There are four different types of uveitis, and they’re classified according to the part of your eye that’s affected:
Types of uveitis
- Posterior uveitis – affects the retina or the choroid (a vascular structure responsible for about 85% of the blood flow to the eye) in the inside of the back of your eye
- Anterior uveitis – affects the inside of the front of your eye between the cornea and iris as well as the ciliary body (which produces fluid in the eye and helps change the shape of your lens when you focus on a nearby object)
- Intermediate uveitis – affects gel in the center of your eye and the retina and blood vessels just behind the lens
- Panuveitis – affects all layers of the uvea
What Causes Uveitis?
In many cases, the cause of uveitis isn’t clear. In cases where a cause is identified, it may be related to one of the following:
- An autoimmune or inflammatory disease – such as Crohn’s disease, multiple sclerosis, lupus, AIDS, or sarcoidosis – that affects other parts of your body
- An infection or a related condition such as shingles, syphilis, or reactive arthritis
- An eye surgery or injury
- A side effect of medication
How Does Uveitis Affect Daily Life?
The symptoms of uveitis can occur in one or both eyes, happening gradually or coming on suddenly and getting worse quickly. They can have a large impact on your daily life since you may not be able to see well to drive, use devices like your cell phone or computer, or read.
You may also experience uncomfortable symptoms. Uveitis can make your eyes red or cause pain or blurred vision. It can also make your eye more sensitive to light or cause you to see dark floating spots or wavy lines called floaters.
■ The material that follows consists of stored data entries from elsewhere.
use serde::{Deserialize, Serialize};

use super::ExtractionError;
use crate::models::{CanonicalSubstance, ExtractedLabRecord};

/// Which layout family a report belongs to. Chooses the parser; the exact
/// [`crate::models::ReportKind`] is decided by the parser itself.
#[derive(Debug, Clone, Copy, PartialEq, Eq, Hash, Serialize, Deserialize)]
#[serde(rename_all = "snake_case")]
pub enum ReportFamily {
    /// Point-of-care cup or dip card read at the clinic.
    InstantPanel,
    /// Reference-laboratory report, possibly with confirmations.
    LabPanel,
}

/// Review flags raised on a parsed record. None of them is an error; they
/// tell a reviewer where to look.
#[derive(Debug, Clone, PartialEq, Serialize, Deserialize)]
pub enum ExtractionWarning {
    MissingDonorName,
    MissingCollectionInstant,
    DiluteSpecimen,
    /// Panel substances with no readable screen outcome.
    UnreportedSubstances { substances: Vec<CanonicalSubstance> },
    /// Confirmation lines the parser could not classify.
    InconclusiveConfirmations { substances: Vec<CanonicalSubstance> },
}

/// Parses sanitized report text of one family.
pub trait ReportParser {
    fn family(&self) -> ReportFamily;

    fn parse(&self, text: &str) -> Result<ExtractedLabRecord, ExtractionError>;
}
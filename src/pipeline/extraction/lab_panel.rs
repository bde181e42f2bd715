//! Reference-laboratory reports (11-panel, 17-panel, EtG panel).

use std::sync::LazyLock;

use regex::Regex;

use super::datetime::CollectionTimeResolver;
use super::fields::{collected_inline, extract_identity, labeled_collection_date, CivilStamp};
use super::normalize::{panel_substances, SubstanceTable};
use super::sanitize::prepare_text;
use super::strategy::{ReportText, Strategy};
use super::substances::{detect_confirmations, detect_substances, is_dilute, split_confirmation_section};
use super::types::{ReportFamily, ReportParser};
use super::ExtractionError;
use crate::config::{ConfigError, PipelineConfig};
use crate::models::{
    CanonicalSubstance, ExtractedField, ExtractedLabRecord, LabRecordDraft, ReportKind,
};

static TESTS_ORDERED: LazyLock<Regex> =
    LazyLock::new(|| Regex::new(r"(?i)^tests?\s+ordered\s*[:\-]?\s*(.*)$").unwrap());

/// Lines that open the next section and end the tests-ordered block.
static SECTION_HEADER: LazyLock<Regex> = LazyLock::new(|| {
    Regex::new(r"(?i)^(?:screening|confirmation|specimen|collection|donor|received|reported|results?|substance|analyte)\b").unwrap()
});

static ETG_MARKER: LazyLock<Regex> = LazyLock::new(|| {
    Regex::new(r"(?i)\b(?:70510|ethyl\s+glucuronide|etg)\b").unwrap()
});

static PANEL_17_MARKER: LazyLock<Regex> =
    LazyLock::new(|| Regex::new(r"(?i)\b(?:10330|17[\s-]*panel)\b").unwrap());

static LAB_DONOR_LABEL: LazyLock<Regex> = LazyLock::new(|| {
    Regex::new(r"(?i)^(?:donor\s+name|donor|patient\s+name|name)\s*[:\-]\s*(.+)$").unwrap()
});

static DONOR_INFO_HEADER: LazyLock<Regex> =
    LazyLock::new(|| Regex::new(r"(?i)^donor\s+information\s*:?$").unwrap());

static SPECIMEN_ID: LazyLock<Regex> =
    LazyLock::new(|| Regex::new(r"(?i)^specimen\s+(?:id|number|no\.?|#)").unwrap());

// ═══════════════════════════════════════════
// Report kind
// ═══════════════════════════════════════════

/// Text of the tests-ordered block: the labeled line plus up to two
/// continuation lines.
fn tests_ordered_block(report: &ReportText<'_>) -> Option<String> {
    let index = report.find_line(&TESTS_ORDERED)?;
    let lines = report.lines();
    let mut block = TESTS_ORDERED
        .captures(lines[index])
        .and_then(|c| c.get(1))
        .map(|m| m.as_str().to_string())
        .unwrap_or_default();
    for line in lines.iter().skip(index + 1).take(2) {
        if SECTION_HEADER.is_match(line) {
            break;
        }
        block.push(' ');
        block.push_str(line);
    }
    Some(block)
}

/// Decide the panel from the tests-ordered block. EtG beats 17-panel; with
/// neither marker (or no block at all) the report is an 11-panel.
pub fn detect_report_kind(report: &ReportText<'_>) -> ReportKind {
    let Some(block) = tests_ordered_block(report) else {
        tracing::debug!("No tests-ordered section; assuming 11-panel");
        return ReportKind::Panel11;
    };
    if ETG_MARKER.is_match(&block) {
        ReportKind::EtgPanel
    } else if PANEL_17_MARKER.is_match(&block) {
        ReportKind::Panel17
    } else {
        ReportKind::Panel11
    }
}

// ═══════════════════════════════════════════
// Name strategies
// ═══════════════════════════════════════════

/// "Donor Name: DOE, JOHN".
pub fn labeled_donor_name(report: &ReportText<'_>) -> Option<String> {
    report.lines().iter().find_map(|line| {
        LAB_DONOR_LABEL
            .captures(line)
            .map(|c| c[1].trim().to_string())
    })
}

/// Name on the line under a "Donor Information" heading.
pub fn after_donor_information(report: &ReportText<'_>) -> Option<String> {
    let index = report.find_line(&DONOR_INFO_HEADER)?;
    report.line_after(index).map(str::to_string)
}

/// Name on the line above "Specimen ID".
pub fn before_specimen_id(report: &ReportText<'_>) -> Option<String> {
    let index = report.find_line(&SPECIMEN_ID)?;
    report.line_before(index).map(str::to_string)
}

const NAME_STRATEGIES: &[Strategy<String>] = &[
    Strategy::new("labeled_donor_name", labeled_donor_name),
    Strategy::new("after_donor_information", after_donor_information),
    Strategy::new("before_specimen_id", before_specimen_id),
];

const DATE_STRATEGIES: &[Strategy<CivilStamp>] = &[
    Strategy::new("labeled_collection_date", labeled_collection_date),
    Strategy::new("collected_inline", collected_inline),
];

/// Substances to search for. An EtG order that also names the 17-panel
/// keeps the `etg_panel` kind but screens the union of both panels.
fn ordered_substances(report: &ReportText<'_>, kind: ReportKind) -> Vec<CanonicalSubstance> {
    let mut substances = panel_substances(kind).to_vec();
    let combined = kind == ReportKind::EtgPanel
        && tests_ordered_block(report).is_some_and(|block| PANEL_17_MARKER.is_match(&block));
    if combined {
        tracing::debug!("EtG ordered with the 17-panel; screening both panels");
        for substance in panel_substances(ReportKind::Panel17) {
            if !substances.contains(substance) {
                substances.push(*substance);
            }
        }
    }
    substances
}

// ═══════════════════════════════════════════
// Parser
// ═══════════════════════════════════════════

pub struct LabPanelParser {
    config: PipelineConfig,
    resolver: CollectionTimeResolver,
}

impl LabPanelParser {
    pub fn new(config: PipelineConfig) -> Result<Self, ConfigError> {
        let resolver = CollectionTimeResolver::from_config(&config)?;
        Ok(Self { config, resolver })
    }
}

impl ReportParser for LabPanelParser {
    fn family(&self) -> ReportFamily {
        ReportFamily::LabPanel
    }

    fn parse(&self, text: &str) -> Result<ExtractedLabRecord, ExtractionError> {
        let clean = prepare_text(text, &self.config)?;
        let report = ReportText::new(&clean, self.config.header_lines);

        // Kind picks the panel, so it must be known before detection.
        let kind = detect_report_kind(&report);
        let table = SubstanceTable::for_kind(kind);

        let (screen_section, confirmation_section) = split_confirmation_section(&clean);
        let findings = detect_substances(
            screen_section,
            table,
            &ordered_substances(&report, kind),
            self.config.substance_window_chars,
        );
        if findings.screened.is_empty() {
            return Err(ExtractionError::NoScreenResults);
        }

        let mut draft = LabRecordDraft {
            report_kind: Some(kind),
            is_dilute: is_dilute(&clean),
            confirmation_results: detect_confirmations(confirmation_section.unwrap_or(clean.as_str())),
            ..Default::default()
        };
        extract_identity(&report, NAME_STRATEGIES, DATE_STRATEGIES, &self.resolver, &mut draft);

        draft
            .field_strategies
            .insert(ExtractedField::DetectedSubstances, "screen_outcome_window".into());
        if draft.is_dilute {
            draft
                .field_strategies
                .insert(ExtractedField::Dilution, "dilute_line".into());
        }
        if !draft.confirmation_results.is_empty() {
            draft
                .field_strategies
                .insert(ExtractedField::ConfirmationResults, "confirmation_line".into());
        }
        draft.detected_substances = findings.detected;
        draft.screened_substances = findings.screened;
        draft.raw_text = text.to_string();

        let record = ExtractedLabRecord::from(draft);
        tracing::info!(
            kind = %kind,
            confidence = %record.confidence(),
            detected = record.detected_substances().len(),
            confirmations = record.confirmation_results().len(),
            "Lab-panel report parsed"
        );
        Ok(record)
    }
}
If uveitis isn’t treated, it can sometimes cause vision loss.
What Are Some Types of Uveitis?
Eye doctors administer uveitis treatment with the goal of suppressing the inflammation and reducing its resulting side effects, such as pain, blurry vision, or even vision loss. If you have an underlying condition, such as muscular dystrophy, that’s causing your uveitis, it may also need to be treated.
Uveitis treatment may also depend on which type of uveitis you have, based on its location, and you may receive more than one type of treatment. Intermediate uveitis, panuveitis, and posterior uveitis treatment may be treated with antibiotics or antiviral medications if it’s caused by an infection. It may also be treated by steroids, which can be given by injection, pill, intravenously, or by an implant that releases the medication into your eye over time.
Yutiq, a new type of implant, is sometimes used as a form of posterior uveitis treatment. This tiny implant is placed in your eye at the doctor’s office and delivers a steady stream of medicine for up to three years. It does not need to be removed.
Anterior uveitis treatment may include steroid eye drops or ointments, eye drops that widen your pupil, or eye drops that lower your eye pressure. If your uveitis is caused by an infection, you may be given antibiotics or antiviral medication.
If you notice symptoms that could indicate you have uveitis, make an appointment to see your eye doctor. They will work to determine its cause and will recommend one or more forms of anterior, intermediate, panuveitis, or posterior uveitis treatment to relieve your symptoms and preserve your vision.